Members of the group have led the following projects (listed in reverse chronological order).
SWAT (Semantic Web Authoring Tool)
The project aims to open up the semantic web to a wide audience through novel techniques that allow viewing and editing of semantic web representation languages in ordinary natural language, as opposed to the methods currently used, such as source coding or graphical interfaces, which require significant training. The project is developing tools that allow subject-matter experts to edit and query metadata on the Semantic Web through a reliable natural language interface.
PI (Sussex): Donia Scott
Ranking Word Senses for Disambiguation: Models and Applications
The most accurate techniques for word sense disambiguation to date are those which are trained on text in which each word has been manually annotated with its intended meaning. A major shortcoming of these methods, though, is that accuracy is strongly correlated with the quantity of training data available, and this is in short supply because its production is very labour-intensive. In this project we developed novel ways of estimating the frequency distributions of senses of words from raw (unannotated) text. This was a joint project with Informatics, University of Edinburgh.

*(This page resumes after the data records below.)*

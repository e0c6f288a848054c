//! Record builders shared by processor tests

use chrono::{DateTime, Duration, TimeZone, Utc};

use crate::domain::{MarketSplitRecord, MarketType, TimeWindow};

pub fn game_time() -> DateTime<Utc> {
    Utc.with_ymd_and_hms(2024, 7, 4, 23, 10, 0).unwrap()
}

pub fn window() -> TimeWindow {
    TimeWindow::lookback(game_time(), 24).unwrap()
}

pub struct SplitBuilder {
    record: MarketSplitRecord,
}

/// A record for game `g1` (BOS @ NYY) observed one hour before first pitch
pub fn split(market: MarketType, bet: f64, stake: f64) -> SplitBuilder {
    SplitBuilder {
        record: MarketSplitRecord {
            game_id: "g1".into(),
            home_team: "NYY".into(),
            away_team: "BOS".into(),
            game_time: game_time(),
            market_type: market,
            line_value: match market {
                MarketType::Moneyline => Some(-130.0),
                MarketType::Spread => Some(-1.5),
                MarketType::Total => Some(8.5),
            },
            source: "vsin".into(),
            book: Some("circa".into()),
            home_or_over_bet_pct: bet,
            home_or_over_stake_pct: stake,
            observed_at: game_time() - Duration::hours(1),
        },
    }
}

impl SplitBuilder {
    pub fn game(mut self, game_id: &str) -> Self {
        self.record.game_id = game_id.into();
        self
    }

    pub fn book(mut self, book: &str) -> Self {
        self.record.book = Some(book.into());
        self
    }

    pub fn source(mut self, source: &str) -> Self {
        self.record.source = source.into();
        self
    }

    pub fn line(mut self, line: f64) -> Self {
        self.record.line_value = Some(line);
        self
    }

    pub fn minutes_before(mut self, minutes: i64) -> Self {
        self.record.observed_at = game_time() - Duration::minutes(minutes);
        self
    }

    pub fn build(self) -> MarketSplitRecord {
        self.record
    }
}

PIs (Sussex): Diana McCarthy, John Carroll
Research Fellow: Rob Koeling
PI (Edinburgh): Mirella Lapata
COGENT: Controlled Generation of Text
With current NLP technology, embedding natural language generation into applications involves hand-crafting and special-purpose tuning by experts which is non-portable, non-scaleable, time-consuming and expensive. In this project, we investigated reflective techniques for controlling wide-coverage generation effectively. This was a joint project with the University of Brighton.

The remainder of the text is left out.